Emotions

April 17, 2016

By John Ulrich, Senior Pastor

John 11:17-37

In telling the story of Martha and Mary when their brother, Lazarus, becomes ill and dies, the apostle John gives us a glimpse into God’s perspective of grief (John 11:17-37).  Although Jesus already knew that He was going to raise Lazarus from the dead, when seeing these sisters in grief, He “was deeply moved in spirit and troubled”…and “Jesus wept” (John 11:33,35).  Even the Jews could see “how he loved them” (John 11:36).

Four truths in this passage about grieving:

1.  Grief is normal.

Grieving is the long-term process of working through a big loss, such as death, divorce, careers, health and lifestyle.  It is a normal process to grieve loss.

Grief is really a gift from God. Our loving Creator has made it so that our brain does not let all grief in at once; it comes in waves.

2.  Grief is Christian.

Jesus does not rebuke the sisters for questioning God’s goodness: “Lord, if you had been there, my brother would not have died” (John 11:21,32). Instead, He grieves with them.  There is a time for sorrow…”a time for everything, a season for every activity under heaven…a time to weep” (Ecclesiastes 3:1,4).

Grieving is a time when we reflect on our most basic Christian values and beliefs — ”What do I really believe?”  Working through the doubt, denial, anger, etc. toward God, when we are grieving, is one of the best things we can do for strengthening our faith and our character.  God can use grief to grow us.

3.  Jesus helps us in our grief.

Although Jesus does not answer all the questions of Mary and Martha, He recognizes and feels the brokenness of this world as he enters the grief of the two sisters and ministers to them (John 11: 33-36).

The God of this universe will help each one of us in grieving:

  • through His comforting Word in Scripture;
  • through His people (calling, visiting, etc.);
  • through His Son, “a man of sorrows, and familiar with suffering,” and He is actually willing to carry our sorrows (Isaiah 53:3,4) if we will allow Him (“Cast all your anxiety on him because he cares for you 1 Peter 5:7).

4.  Grief is an opportunity to minister.

“Rejoice with those who rejoice and mourn with those who mourn” (Romans 12:15).  Grief is an unavoidable process that is best shared with someone else. Here at Grace Community Church we reach out to folks who might be grieving through the Stephen Ministry and the Grief Share Ministry.

Bill Rieth shared stages of grieving from the Stephen Ministry:

What do we first say to someone who is grieving? Avoid asking, “How are you?” To help them gently open up, try, “It’s good to see you. Fill me in on what’s going on.” Be aware and sensitive to whatever phase of grief the person is in.

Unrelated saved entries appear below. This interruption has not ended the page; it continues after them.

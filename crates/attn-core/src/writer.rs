//! CSV rendering of aggregated totals.
//!
//! Both schemas start with a header row, use CRLF line endings, print dates
//! as `dd-mm-yyyy` and durations as `[D day[s], ]H:MM:SS`.

use std::io::Write;

use chrono::NaiveDate;
use csv::{Terminator, WriterBuilder};

use crate::aggregate::{DurationByDay, DurationByDayAndEmployee};

const DATE_FORMAT: &str = "%d-%m-%Y";

const SECONDS_PER_DAY: i64 = 24 * 60 * 60;

/// Formats seconds as elapsed time: `2:00:00`, `1 day, 0:00:05`,
/// `3 days, 10:00:00`.
pub fn format_duration(seconds: i64) -> String {
    let days = seconds.div_euclid(SECONDS_PER_DAY);
    let rest = seconds.rem_euclid(SECONDS_PER_DAY);
    let clock = format!("{}:{:02}:{:02}", rest / 3600, rest % 3600 / 60, rest % 60);

    match days {
        0 => clock,
        1 | -1 => format!("{days} day, {clock}"),
        _ => format!("{days} days, {clock}"),
    }
}

fn format_date(date: NaiveDate) -> String {
    date.format(DATE_FORMAT).to_string()
}

/// Writes `date,duration` rows, one per day, ascending.
pub fn write_by_day<W: Write>(out: W, totals: &DurationByDay) -> csv::Result<()> {
    let mut writer = WriterBuilder::new()
        .terminator(Terminator::CRLF)
        .from_writer(out);
    writer.write_record(["date", "duration"])?;
    for (&date, &seconds) in totals {
        writer.write_record([format_date(date), format_duration(seconds)])?;
    }
    writer.flush()?;
    tracing::debug!(rows = totals.len(), "wrote daily report");
    Ok(())
}

/// Writes `date,name,duration` rows, ascending by day then name.
pub fn write_by_day_and_employee<W: Write>(
    out: W,
    totals: &DurationByDayAndEmployee,
) -> csv::Result<()> {
    let mut writer = WriterBuilder::new()
        .terminator(Terminator::CRLF)
        .from_writer(out);
    writer.write_record(["date", "name", "duration"])?;
    for ((date, name), &seconds) in totals {
        writer.write_record([
            format_date(*date).as_str(),
            name.as_str(),
            format_duration(seconds).as_str(),
        ])?;
    }
    writer.flush()?;
    tracing::debug!(rows = totals.len(), "wrote grouped report");
    Ok(())
}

  1. Shock or denial – They might be in a fog. Use Agape love, other-focused, unconditional love, with plenty of room for silence. A touch on the hand, an arm around the shoulder, a hug are usually appreciated. It is not about what you say…just be there. Accept the grieving person for who they are and whatever they have to say.
  2. Recoil – They switch back and forth between denial and acceptance. It could last 18-24 months with such experiences as waves of grief, disorientation, guilt, anger, loneliness, distraction and depression. Be available in person or with technology. Be aware of their important dates and do something special for them. Encourage them to get their difficult feelings out. Guard against platitudes and clichés.
  3. Rebuilding – The grieving person has more good days than bad days. They start making decisions and reconnecting with friends again. Encourage them to express feelings. Do not avoid talk about the deceased for fear of causing them pain.

Remember:  It is not about being perfect in helping others with their grieving.  It is about loving and pursuing one another.

Prayer:  May we love one another as we walk through the difficult times of life. Help us to show others that You care, and that their grieving matters.